Yeah, they said we don't want unwanted random celebrities claiming to turn up.
Either we want the good evidence or we want their message to be of such high quality that their identity becomes unimportant.
Some very fine teaching comes from these visitors and it's being spoiled by Tutankhamun.
And the thought was, wasn't it, that the reason he started coming up because of this heyday thing is because the attention was so great on him that he was like invoked back into existence.
That was the excuse, wasn't it?
Yeah, rather than why has Tung Kambun not been like breaking into everyone's seance prior to that?
It's because, well, he was, he didn't know he was needed prior to it.
As in, he was like, they were claiming he was a bit of an egotistical attention seeker.
And so he was up there, like, well, no one cares about me.
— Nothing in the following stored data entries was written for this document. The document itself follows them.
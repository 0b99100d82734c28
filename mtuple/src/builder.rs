//! Free functions building a tuple from its slots, one per arity.
//!
//! These are shorthand for the `new` constructors of the tuple types, mostly useful where type
//! inference makes naming the tuple type tedious. The [`mtuple!`](crate::mtuple) macro picks the
//! right one for any number of slots.

use crate::{ExtendedTuple, Tuple1, Tuple2, Tuple3, Tuple4, Tuple5, Tuple6, Tuple7};

/// Create a new 1-tuple, or singleton.
pub fn tuple1<T1>(item1: T1) -> Tuple1<T1> {
    Tuple1::new(item1)
}

/// Create a new 2-tuple, or pair.
pub fn tuple2<T1, T2>(item1: T1, item2: T2) -> Tuple2<T1, T2> {
    Tuple2::new(item1, item2)
}

/// Create a new 3-tuple, or triple.
pub fn tuple3<T1, T2, T3>(item1: T1, item2: T2, item3: T3) -> Tuple3<T1, T2, T3> {
    Tuple3::new(item1, item2, item3)
}

/// Create a new 4-tuple, or quadruple.
pub fn tuple4<T1, T2, T3, T4>(
    item1: T1,
    item2: T2,
    item3: T3,
    item4: T4,
) -> Tuple4<T1, T2, T3, T4> {
    Tuple4::new(item1, item2, item3, item4)
}

/// Create a new 5-tuple, or quintuple.
pub fn tuple5<T1, T2, T3, T4, T5>(
    item1: T1,
    item2: T2,
    item3: T3,
    item4: T4,
    item5: T5,
) -> Tuple5<T1, T2, T3, T4, T5> {
    Tuple5::new(item1, item2, item3, item4, item5)
}

/// Create a new 6-tuple, or sextuple.
pub fn tuple6<T1, T2, T3, T4, T5, T6>(
    item1: T1,
    item2: T2,
    item3: T3,
    item4: T4,
    item5: T5,
    item6: T6,
) -> Tuple6<T1, T2, T3, T4, T5, T6> {
    Tuple6::new(item1, item2, item3, item4, item5, item6)
}

/// Create a new 7-tuple, or septuple.
pub fn tuple7<T1, T2, T3, T4, T5, T6, T7>(
    item1: T1,
    item2: T2,
    item3: T3,
    item4: T4,
    item5: T5,
    item6: T6,
    item7: T7,
) -> Tuple7<T1, T2, T3, T4, T5, T6, T7> {
    Tuple7::new(item1, item2, item3, item4, item5, item6, item7)
}

/// Create a new 8-tuple, or octuple, wrapping the eighth slot in a [`Tuple1`] for its `rest`.
///
/// # Examples
///
/// ```
/// use mtuple::{tuple8, TupleShape};
///
/// let t = tuple8(1, 2, 3, 4, 5, 6, 7, "eight");
/// assert_eq!(t.size(), 8);
/// assert_eq!(t.to_string(), "(1, 2, 3, 4, 5, 6, 7, eight)");
/// ```
#[allow(clippy::too_many_arguments)]
pub fn tuple8<T1, T2, T3, T4, T5, T6, T7, T8>(
    item1: T1,
    item2: T2,
    item3: T3,
    item4: T4,
    item5: T5,
    item6: T6,
    item7: T7,
    item8: T8,
) -> ExtendedTuple<T1, T2, T3, T4, T5, T6, T7, Tuple1<T8>> {
    ExtendedTuple::new(
        item1,
        item2,
        item3,
        item4,
        item5,
        item6,
        item7,
        Tuple1::new(item8),
    )
}

/// Build a tuple of any arity from its slots.
///
/// One to seven slots produce the corresponding `TupleN`. More than seven produce an
/// [`ExtendedTuple`](crate::ExtendedTuple) whose `rest` is built by this same macro from the
/// remaining slots, so that any number of slots nests to the right.
///
/// # Examples
///
/// ```
/// use mtuple::{mtuple, TupleShape};
///
/// let small = mtuple![1, "two", 3.0];
/// assert_eq!(small.to_string(), "(1, two, 3)");
///
/// let large = mtuple![1, 2, 3, 4, 5, 6, 7, 8, 9, 10, 11, 12, 13, 14, 15];
/// assert_eq!(large.size(), 15);
/// assert_eq!(
///     large.to_string(),
///     "(1, 2, 3, 4, 5, 6, 7, 8, 9, 10, 11, 12, 13, 14, 15)",
/// );
/// ```
#[macro_export]
macro_rules! mtuple {
    ($t1:expr $(,)?) => {
        $crate::Tuple1::new($t1)
    };
    ($t1:expr, $t2:expr $(,)?) => {
        $crate::Tuple2::new($t1, $t2)
    };
    ($t1:expr, $t2:expr, $t3:expr $(,)?) => {
        $crate::Tuple3::new($t1, $t2, $t3)
    };
    ($t1:expr, $t2:expr, $t3:expr, $t4:expr $(,)?) => {
        $crate::Tuple4::new($t1, $t2, $t3, $t4)
    };
    ($t1:expr, $t2:expr, $t3:expr, $t4:expr, $t5:expr $(,)?) => {
        $crate::Tuple5::new($t1, $t2, $t3, $t4, $t5)
    };
    ($t1:expr, $t2:expr, $t3:expr, $t4:expr, $t5:expr, $t6:expr $(,)?) => {
        $crate::Tuple6::new($t1, $t2, $t3, $t4, $t5, $t6)
    };
    ($t1:expr, $t2:expr, $t3:expr, $t4:expr, $t5:expr, $t6:expr, $t7:expr $(,)?) => {
        $crate::Tuple7::new($t1, $t2, $t3, $t4, $t5, $t6, $t7)
    };
    (
        $t1:expr, $t2:expr, $t3:expr, $t4:expr, $t5:expr, $t6:expr, $t7:expr,
        $($rest:expr),+ $(,)?
    ) => {
        $crate::ExtendedTuple::new(
            $t1, $t2, $t3, $t4, $t5, $t6, $t7,
            $crate::mtuple!($($rest),+),
        )
    };
}
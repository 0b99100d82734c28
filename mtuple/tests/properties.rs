use {
    mtuple::prelude::*,
    quickcheck::{Gen, QuickCheck, TestResult},
    std::cmp::Ordering,
};

type Slots = (i32, String, f64, Option<i64>);

fn build(slots: Slots) -> Tuple4<i32, String, f64, Option<i64>> {
    slots.into()
}

fn build_extended(
    slots: Slots,
    rest: Slots,
) -> ExtendedTuple<i32, i32, i32, i32, i32, i32, i32, Tuple4<i32, String, f64, Option<i64>>> {
    let (a, _, _, _) = slots;
    ExtendedTuple::new(a, a, a, a, a, a, a, build(rest))
}

fn reflexivity_property(slots: Slots) -> TestResult {
    let t = build(slots.clone());
    let u = build(slots);
    TestResult::from_bool(
        t.equals_with(&u, &Natural)
            && t.compare_with(&u, &Natural) == Ok(Ordering::Equal)
            && t.hash_with(&Natural) == u.hash_with(&Natural),
    )
}

fn symmetry_property(a: Slots, b: Slots) -> TestResult {
    let (a, b) = (build(a), build(b));
    let forward = a.compare_with(&b, &Natural);
    let backward = b.compare_with(&a, &Natural);
    TestResult::from_bool(
        a.equals_with(&b, &Natural) == b.equals_with(&a, &Natural)
            && forward.map(Ordering::reverse) == backward,
    )
}

fn ordering_agrees_with_equality_property(a: Slots, b: Slots, c: Slots) -> TestResult {
    let (first, second) = (build_extended(a.clone(), b), build_extended(a, c));
    let equal = first == second;
    let ordered_equal = first.cmp(&second) == Ordering::Equal;
    if equal != ordered_equal {
        return TestResult::error(format!(
            "{:?} and {:?} disagree: eq = {}, cmp = {:?}",
            first,
            second,
            equal,
            first.cmp(&second)
        ));
    }
    if equal && first.hash_with(&Natural) != second.hash_with(&Natural) {
        return TestResult::error(format!(
            "{:?} and {:?} are equal but hash apart",
            first, second
        ));
    }
    TestResult::passed()
}

#[test]
fn reflexivity() {
    QuickCheck::new()
        .gen(Gen::new(13))
        .quickcheck(reflexivity_property as fn(_) -> TestResult)
}

#[test]
fn symmetry() {
    QuickCheck::new()
        .gen(Gen::new(13))
        .quickcheck(symmetry_property as fn(_, _) -> TestResult)
}

#[test]
fn ordering_agrees_with_equality() {
    QuickCheck::new()
        .gen(Gen::new(13))
        .quickcheck(ordering_agrees_with_equality_property as fn(_, _, _) -> TestResult)
}
impl<T1, T2, T3, T4, T5, T6, T7, R: TupleShape> TupleShape
    for ExtendedTuple<T1, T2, T3, T4, T5, T6, T7, R>
{
    fn size(&self) -> usize {
        INLINE_SLOTS + self.rest.as_ref().map_or(0, |rest| rest.borrow().size())
    }
}

impl<T1, T2, T3, T4, T5, T6, T7, R> Render for ExtendedTuple<T1, T2, T3, T4, T5, T6, T7, R>
where
    T1: fmt::Display,
    T2: fmt::Display,
    T3: fmt::Display,
    T4: fmt::Display,
    T5: fmt::Display,
    T6: fmt::Display,
    T7: fmt::Display,
    R: TupleShape + Render,
{
    fn render_into(&self, out: &mut dyn fmt::Write) -> fmt::Result {
        write!(
            out,
            "{}, {}, {}, {}, {}, {}, {}",
            self.item1, self.item2, self.item3, self.item4, self.item5, self.item6, self.item7,
        )?;
        match &self.rest {
            Some(rest) => {
                out.write_str(", ")?;
                rest.borrow().render_into(out)
            }
            None => out.write_str(")"),
        }
    }
}

impl<T1, T2, T3, T4, T5, T6, T7, R> fmt::Display for ExtendedTuple<T1, T2, T3, T4, T5, T6, T7, R>
where
    Self: Render,
    R: TupleShape,
{
    fn fmt(&self, f: &mut fmt::Formatter<'_>) -> fmt::Result {
        f.write_str("(")?;
        self.render_into(f)
    }
}

impl<C, T1, T2, T3, T4, T5, T6, T7, R> StructuralEq<C>
    for ExtendedTuple<T1, T2, T3, T4, T5, T6, T7, R>
where
    C: ?Sized
        + Comparer<T1>
        + Comparer<T2>
        + Comparer<T3>
        + Comparer<T4>
        + Comparer<T5>
        + Comparer<T6>
        + Comparer<T7>,
    R: TupleShape + StructuralEq<C>,
{
    fn equals_with(&self, other: &Self, comparer: &C) -> bool {
        <C as Comparer<T1>>::equals(comparer, &self.item1, &other.item1)
            && <C as Comparer<T2>>::equals(comparer, &self.item2, &other.item2)
            && <C as Comparer<T3>>::equals(comparer, &self.item3, &other.item3)
            && <C as Comparer<T4>>::equals(comparer, &self.item4, &other.item4)
            && <C as Comparer<T5>>::equals(comparer, &self.item5, &other.item5)
            && <C as Comparer<T6>>::equals(comparer, &self.item6, &other.item6)
            && <C as Comparer<T7>>::equals(comparer, &self.item7, &other.item7)
            && match (&self.rest, &other.rest) {
                (Some(rest), Some(other_rest)) => {
                    rest.borrow().equals_with(&other_rest.borrow(), comparer)
                }
                (None, None) => true,
                _ => false,
            }
    }
}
And then they started caring.
So he decided, fine, I'll come and visit you.
So, what was he saying?
What were the messages he was bringing?
So, sometimes he was angry his tomb had been violated and he would smash everything up.
He injured a medium, he broke lots of Egyptian sculptures that were in the room, and then sometimes he was a nice guy.
So it really depended.
I wonder who a modern equivalent of that would be.
Someone who's very, very famous.
Well, they did.
In 2003, there was a pay-per-view Princess Diana seance.
I don't know if you remember that.
No, 2003.
2003, God.
Yeah, but pay-per-view.
It was like...
Why do you sound a pool at pay-per-view?
If you're going to see Princess Diana, you have to pay for it.
Because it's event television.
It was sort of...
Noly would be a huge event that you would have pay-per-view because, you know.
Goddamn.
Yeah.
Right.
You're saying it should have been bbc then
license fee prototype yeah absolutely okay yeah budget cards of the bbc they just can't afford it but check this out this is a this is a seance that i'd never heard of before this was a medium who was quite famous called lillian bailey and she claimed that she had a spirit guide who was called william headley wooton and he was a captain during world war one he died in world war one and she would use him in order to bring other people to talk and she received a request one day to go and do a seance, but they said, it's a bit high profile, the person.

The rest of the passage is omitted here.